What to do ▸
The expected answer is the set of lines in the data below between the line holding "pub trait LspConnection" and the line holding "let req = match Self::cast_request::<HoverRequest>(req)", inclusive, written out exactly.

Input records ▸
========

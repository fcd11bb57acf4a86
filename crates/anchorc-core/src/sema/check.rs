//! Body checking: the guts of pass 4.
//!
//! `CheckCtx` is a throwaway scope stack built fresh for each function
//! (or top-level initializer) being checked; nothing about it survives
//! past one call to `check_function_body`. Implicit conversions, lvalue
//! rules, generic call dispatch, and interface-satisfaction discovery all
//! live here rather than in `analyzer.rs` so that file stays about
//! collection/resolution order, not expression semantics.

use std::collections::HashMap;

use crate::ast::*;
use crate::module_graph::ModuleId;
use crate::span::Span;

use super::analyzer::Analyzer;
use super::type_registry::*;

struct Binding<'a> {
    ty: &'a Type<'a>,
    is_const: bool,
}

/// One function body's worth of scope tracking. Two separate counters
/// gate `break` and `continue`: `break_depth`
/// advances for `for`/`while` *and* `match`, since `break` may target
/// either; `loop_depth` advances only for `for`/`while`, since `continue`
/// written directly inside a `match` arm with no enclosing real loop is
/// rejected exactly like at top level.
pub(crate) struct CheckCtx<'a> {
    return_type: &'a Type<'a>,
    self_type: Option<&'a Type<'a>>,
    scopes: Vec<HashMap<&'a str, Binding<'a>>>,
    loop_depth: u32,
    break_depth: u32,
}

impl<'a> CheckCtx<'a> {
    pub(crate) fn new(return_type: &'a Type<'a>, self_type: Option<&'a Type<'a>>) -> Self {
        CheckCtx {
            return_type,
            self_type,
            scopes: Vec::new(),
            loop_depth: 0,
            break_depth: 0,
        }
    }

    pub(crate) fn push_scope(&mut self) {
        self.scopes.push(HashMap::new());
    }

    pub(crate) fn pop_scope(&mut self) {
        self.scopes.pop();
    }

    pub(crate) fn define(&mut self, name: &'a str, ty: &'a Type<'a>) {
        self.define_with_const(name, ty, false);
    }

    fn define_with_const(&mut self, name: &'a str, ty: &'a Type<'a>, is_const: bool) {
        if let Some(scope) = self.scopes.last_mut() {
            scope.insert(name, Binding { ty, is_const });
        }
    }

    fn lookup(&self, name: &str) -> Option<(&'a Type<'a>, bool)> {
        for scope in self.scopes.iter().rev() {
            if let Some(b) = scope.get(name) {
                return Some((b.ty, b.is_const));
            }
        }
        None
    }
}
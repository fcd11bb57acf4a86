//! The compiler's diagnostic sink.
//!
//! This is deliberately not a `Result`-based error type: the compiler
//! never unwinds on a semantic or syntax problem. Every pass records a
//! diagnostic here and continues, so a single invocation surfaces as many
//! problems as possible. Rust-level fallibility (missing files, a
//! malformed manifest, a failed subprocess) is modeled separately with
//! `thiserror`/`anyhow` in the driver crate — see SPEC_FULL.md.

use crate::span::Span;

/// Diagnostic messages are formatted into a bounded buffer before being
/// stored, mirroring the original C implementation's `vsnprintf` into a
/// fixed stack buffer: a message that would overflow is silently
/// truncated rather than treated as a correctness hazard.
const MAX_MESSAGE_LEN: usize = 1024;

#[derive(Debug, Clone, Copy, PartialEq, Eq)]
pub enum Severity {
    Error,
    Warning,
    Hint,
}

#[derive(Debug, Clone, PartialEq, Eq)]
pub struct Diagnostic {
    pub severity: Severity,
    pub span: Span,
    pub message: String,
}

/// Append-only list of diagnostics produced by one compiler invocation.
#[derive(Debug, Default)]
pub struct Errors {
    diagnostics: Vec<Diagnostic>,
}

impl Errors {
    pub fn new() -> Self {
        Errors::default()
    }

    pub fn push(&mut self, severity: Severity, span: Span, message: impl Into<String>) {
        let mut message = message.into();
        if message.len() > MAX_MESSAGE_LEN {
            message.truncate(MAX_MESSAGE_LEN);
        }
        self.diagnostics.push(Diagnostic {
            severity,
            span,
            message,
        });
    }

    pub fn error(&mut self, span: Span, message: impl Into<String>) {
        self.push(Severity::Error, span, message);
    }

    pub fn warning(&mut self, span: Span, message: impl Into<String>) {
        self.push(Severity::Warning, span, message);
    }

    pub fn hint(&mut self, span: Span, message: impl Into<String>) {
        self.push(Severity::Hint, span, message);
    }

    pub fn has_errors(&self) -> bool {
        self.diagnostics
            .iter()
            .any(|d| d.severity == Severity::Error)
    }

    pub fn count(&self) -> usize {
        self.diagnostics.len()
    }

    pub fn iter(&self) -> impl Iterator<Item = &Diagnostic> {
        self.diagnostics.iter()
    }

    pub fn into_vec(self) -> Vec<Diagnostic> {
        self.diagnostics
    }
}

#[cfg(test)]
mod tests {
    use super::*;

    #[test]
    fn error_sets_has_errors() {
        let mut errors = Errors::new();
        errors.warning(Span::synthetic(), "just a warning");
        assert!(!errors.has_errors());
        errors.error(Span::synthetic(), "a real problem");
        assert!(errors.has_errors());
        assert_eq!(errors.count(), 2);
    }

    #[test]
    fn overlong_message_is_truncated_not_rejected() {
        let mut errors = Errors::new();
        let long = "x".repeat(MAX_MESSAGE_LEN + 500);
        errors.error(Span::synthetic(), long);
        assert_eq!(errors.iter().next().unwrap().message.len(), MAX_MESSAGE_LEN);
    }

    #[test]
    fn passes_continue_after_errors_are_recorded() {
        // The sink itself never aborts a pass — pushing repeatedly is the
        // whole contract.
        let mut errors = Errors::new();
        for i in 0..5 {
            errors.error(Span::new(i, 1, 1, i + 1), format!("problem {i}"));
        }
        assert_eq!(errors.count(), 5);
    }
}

========

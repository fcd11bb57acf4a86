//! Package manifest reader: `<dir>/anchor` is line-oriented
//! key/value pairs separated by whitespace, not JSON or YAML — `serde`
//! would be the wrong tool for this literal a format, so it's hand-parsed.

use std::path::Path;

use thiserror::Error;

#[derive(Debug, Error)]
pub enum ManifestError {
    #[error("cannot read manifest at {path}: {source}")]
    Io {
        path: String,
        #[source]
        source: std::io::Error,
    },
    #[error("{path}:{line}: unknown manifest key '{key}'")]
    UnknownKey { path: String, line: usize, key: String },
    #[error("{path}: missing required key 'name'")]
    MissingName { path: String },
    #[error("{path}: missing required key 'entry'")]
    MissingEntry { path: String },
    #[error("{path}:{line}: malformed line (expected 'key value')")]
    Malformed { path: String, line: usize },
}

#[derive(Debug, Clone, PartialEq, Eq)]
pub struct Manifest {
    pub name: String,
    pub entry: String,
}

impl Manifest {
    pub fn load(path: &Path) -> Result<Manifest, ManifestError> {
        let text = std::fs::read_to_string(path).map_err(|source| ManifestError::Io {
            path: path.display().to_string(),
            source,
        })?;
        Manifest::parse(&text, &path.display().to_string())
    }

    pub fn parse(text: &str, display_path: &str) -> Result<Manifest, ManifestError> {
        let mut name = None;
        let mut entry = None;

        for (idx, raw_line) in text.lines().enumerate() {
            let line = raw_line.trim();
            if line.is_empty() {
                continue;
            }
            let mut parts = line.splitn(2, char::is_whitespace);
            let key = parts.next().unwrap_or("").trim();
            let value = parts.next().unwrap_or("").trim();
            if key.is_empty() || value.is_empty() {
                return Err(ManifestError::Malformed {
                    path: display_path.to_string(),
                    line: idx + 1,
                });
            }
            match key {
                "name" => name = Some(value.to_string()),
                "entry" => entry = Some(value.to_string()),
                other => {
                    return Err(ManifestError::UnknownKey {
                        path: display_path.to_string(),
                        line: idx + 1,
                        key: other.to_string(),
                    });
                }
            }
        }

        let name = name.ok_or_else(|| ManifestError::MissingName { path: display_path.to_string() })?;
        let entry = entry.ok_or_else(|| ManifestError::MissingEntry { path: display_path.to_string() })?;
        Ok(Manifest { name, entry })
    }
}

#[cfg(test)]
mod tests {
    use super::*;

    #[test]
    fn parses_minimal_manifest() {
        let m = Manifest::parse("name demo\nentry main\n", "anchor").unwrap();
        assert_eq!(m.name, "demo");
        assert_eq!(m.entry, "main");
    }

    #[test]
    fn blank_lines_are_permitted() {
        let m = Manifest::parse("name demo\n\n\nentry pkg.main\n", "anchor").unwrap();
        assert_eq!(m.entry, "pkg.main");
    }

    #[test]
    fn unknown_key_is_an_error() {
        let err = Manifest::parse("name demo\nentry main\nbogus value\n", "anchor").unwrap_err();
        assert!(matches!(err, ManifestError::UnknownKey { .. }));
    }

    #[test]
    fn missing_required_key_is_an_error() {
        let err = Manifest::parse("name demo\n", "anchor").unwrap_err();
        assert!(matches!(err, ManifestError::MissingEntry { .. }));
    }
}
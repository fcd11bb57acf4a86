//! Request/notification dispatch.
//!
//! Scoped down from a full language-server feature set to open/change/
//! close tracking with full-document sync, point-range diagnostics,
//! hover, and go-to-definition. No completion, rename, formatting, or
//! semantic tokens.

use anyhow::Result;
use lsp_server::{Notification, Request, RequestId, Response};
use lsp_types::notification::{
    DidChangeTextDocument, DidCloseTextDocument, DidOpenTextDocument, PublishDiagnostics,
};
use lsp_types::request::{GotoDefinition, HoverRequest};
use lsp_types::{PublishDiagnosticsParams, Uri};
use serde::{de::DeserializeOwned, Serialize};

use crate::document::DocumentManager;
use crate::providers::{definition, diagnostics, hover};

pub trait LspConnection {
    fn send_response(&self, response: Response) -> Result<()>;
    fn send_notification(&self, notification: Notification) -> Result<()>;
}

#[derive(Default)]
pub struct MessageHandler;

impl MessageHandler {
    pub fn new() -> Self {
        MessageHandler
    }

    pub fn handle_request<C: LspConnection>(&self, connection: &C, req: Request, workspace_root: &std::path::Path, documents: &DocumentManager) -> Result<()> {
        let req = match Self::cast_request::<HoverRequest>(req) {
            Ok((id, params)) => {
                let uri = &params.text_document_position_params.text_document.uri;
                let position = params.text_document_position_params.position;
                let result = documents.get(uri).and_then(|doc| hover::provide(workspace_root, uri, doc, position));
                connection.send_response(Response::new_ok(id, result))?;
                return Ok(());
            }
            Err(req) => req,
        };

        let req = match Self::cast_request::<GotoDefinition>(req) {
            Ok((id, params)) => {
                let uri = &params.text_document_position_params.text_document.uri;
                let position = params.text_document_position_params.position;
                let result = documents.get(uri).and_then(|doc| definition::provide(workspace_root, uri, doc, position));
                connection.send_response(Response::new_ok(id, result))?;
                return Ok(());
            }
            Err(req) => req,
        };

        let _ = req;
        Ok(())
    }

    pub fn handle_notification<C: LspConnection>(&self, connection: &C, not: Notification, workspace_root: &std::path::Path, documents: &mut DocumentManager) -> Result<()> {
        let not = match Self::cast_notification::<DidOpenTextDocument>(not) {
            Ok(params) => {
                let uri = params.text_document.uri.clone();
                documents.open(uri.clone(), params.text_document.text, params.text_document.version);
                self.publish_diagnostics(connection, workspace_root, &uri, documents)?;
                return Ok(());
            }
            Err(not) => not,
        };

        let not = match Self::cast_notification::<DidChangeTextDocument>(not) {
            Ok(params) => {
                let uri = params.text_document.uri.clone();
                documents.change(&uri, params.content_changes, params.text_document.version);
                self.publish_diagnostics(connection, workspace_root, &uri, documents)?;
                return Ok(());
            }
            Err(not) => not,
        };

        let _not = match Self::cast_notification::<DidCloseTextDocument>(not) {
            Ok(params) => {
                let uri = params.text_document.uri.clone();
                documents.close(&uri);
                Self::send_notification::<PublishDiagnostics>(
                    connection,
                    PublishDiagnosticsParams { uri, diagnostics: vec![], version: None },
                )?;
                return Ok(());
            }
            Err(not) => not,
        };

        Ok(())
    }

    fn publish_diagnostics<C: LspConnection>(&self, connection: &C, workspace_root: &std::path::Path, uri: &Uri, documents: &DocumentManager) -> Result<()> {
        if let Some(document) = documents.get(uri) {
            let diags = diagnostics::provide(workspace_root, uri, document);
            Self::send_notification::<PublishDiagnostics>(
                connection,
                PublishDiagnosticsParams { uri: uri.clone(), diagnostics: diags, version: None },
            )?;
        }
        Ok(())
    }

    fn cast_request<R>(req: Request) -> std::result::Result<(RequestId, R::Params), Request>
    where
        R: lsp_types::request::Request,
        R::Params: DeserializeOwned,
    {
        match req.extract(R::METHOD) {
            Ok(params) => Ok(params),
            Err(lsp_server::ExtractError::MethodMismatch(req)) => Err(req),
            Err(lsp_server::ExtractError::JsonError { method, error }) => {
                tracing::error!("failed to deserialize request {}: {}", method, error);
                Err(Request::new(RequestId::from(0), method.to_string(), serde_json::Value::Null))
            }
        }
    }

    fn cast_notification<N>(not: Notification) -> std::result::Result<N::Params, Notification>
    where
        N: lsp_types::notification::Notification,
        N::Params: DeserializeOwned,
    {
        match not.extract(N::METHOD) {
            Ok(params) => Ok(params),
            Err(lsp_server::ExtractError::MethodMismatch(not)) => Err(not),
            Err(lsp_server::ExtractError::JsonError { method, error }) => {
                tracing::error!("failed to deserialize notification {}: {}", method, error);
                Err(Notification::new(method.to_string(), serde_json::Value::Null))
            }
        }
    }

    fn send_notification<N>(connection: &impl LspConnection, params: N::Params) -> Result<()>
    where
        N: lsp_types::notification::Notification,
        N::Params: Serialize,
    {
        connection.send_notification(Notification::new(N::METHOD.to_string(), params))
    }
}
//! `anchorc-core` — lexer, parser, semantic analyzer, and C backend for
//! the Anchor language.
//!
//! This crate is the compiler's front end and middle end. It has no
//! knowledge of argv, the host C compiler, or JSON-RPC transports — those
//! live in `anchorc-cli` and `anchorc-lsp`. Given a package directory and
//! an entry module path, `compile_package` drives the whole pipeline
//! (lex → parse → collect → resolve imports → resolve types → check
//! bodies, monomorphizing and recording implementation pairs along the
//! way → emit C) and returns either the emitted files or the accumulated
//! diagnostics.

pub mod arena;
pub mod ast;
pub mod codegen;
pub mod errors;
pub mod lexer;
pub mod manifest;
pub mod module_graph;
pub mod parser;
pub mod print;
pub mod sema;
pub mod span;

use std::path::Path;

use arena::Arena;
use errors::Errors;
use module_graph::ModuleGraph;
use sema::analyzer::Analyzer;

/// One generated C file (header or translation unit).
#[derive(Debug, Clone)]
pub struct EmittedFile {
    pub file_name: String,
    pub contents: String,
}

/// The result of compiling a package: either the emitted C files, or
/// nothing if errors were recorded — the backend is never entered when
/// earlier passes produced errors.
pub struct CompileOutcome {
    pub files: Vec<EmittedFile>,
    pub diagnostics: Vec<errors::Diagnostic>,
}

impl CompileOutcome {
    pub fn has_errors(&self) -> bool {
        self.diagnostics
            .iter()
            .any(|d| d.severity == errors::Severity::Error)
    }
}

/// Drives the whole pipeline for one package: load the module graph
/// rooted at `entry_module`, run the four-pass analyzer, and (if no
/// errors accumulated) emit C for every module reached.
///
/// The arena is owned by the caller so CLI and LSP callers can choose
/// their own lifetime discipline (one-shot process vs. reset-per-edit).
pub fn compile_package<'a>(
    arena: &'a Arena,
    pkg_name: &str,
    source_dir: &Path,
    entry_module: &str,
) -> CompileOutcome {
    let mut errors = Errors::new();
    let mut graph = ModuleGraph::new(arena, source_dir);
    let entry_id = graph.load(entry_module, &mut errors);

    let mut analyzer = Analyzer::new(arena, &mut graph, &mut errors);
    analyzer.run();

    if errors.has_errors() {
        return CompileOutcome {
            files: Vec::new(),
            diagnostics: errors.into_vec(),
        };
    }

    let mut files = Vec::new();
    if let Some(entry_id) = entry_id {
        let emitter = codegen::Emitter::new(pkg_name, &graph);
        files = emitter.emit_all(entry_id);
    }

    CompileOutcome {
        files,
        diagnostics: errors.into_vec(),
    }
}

========

Task answer ▸
pub trait LspConnection {
    fn send_response(&self, response: Response) -> Result<()>;
    fn send_notification(&self, notification: Notification) -> Result<()>;
}

#[derive(Default)]
pub struct MessageHandler;

impl MessageHandler {
    pub fn new() -> Self {
        MessageHandler
    }

    pub fn handle_request<C: LspConnection>(&self, connection: &C, req: Request, workspace_root: &std::path::Path, documents: &DocumentManager) -> Result<()> {
        let req = match Self::cast_request::<HoverRequest>(req) {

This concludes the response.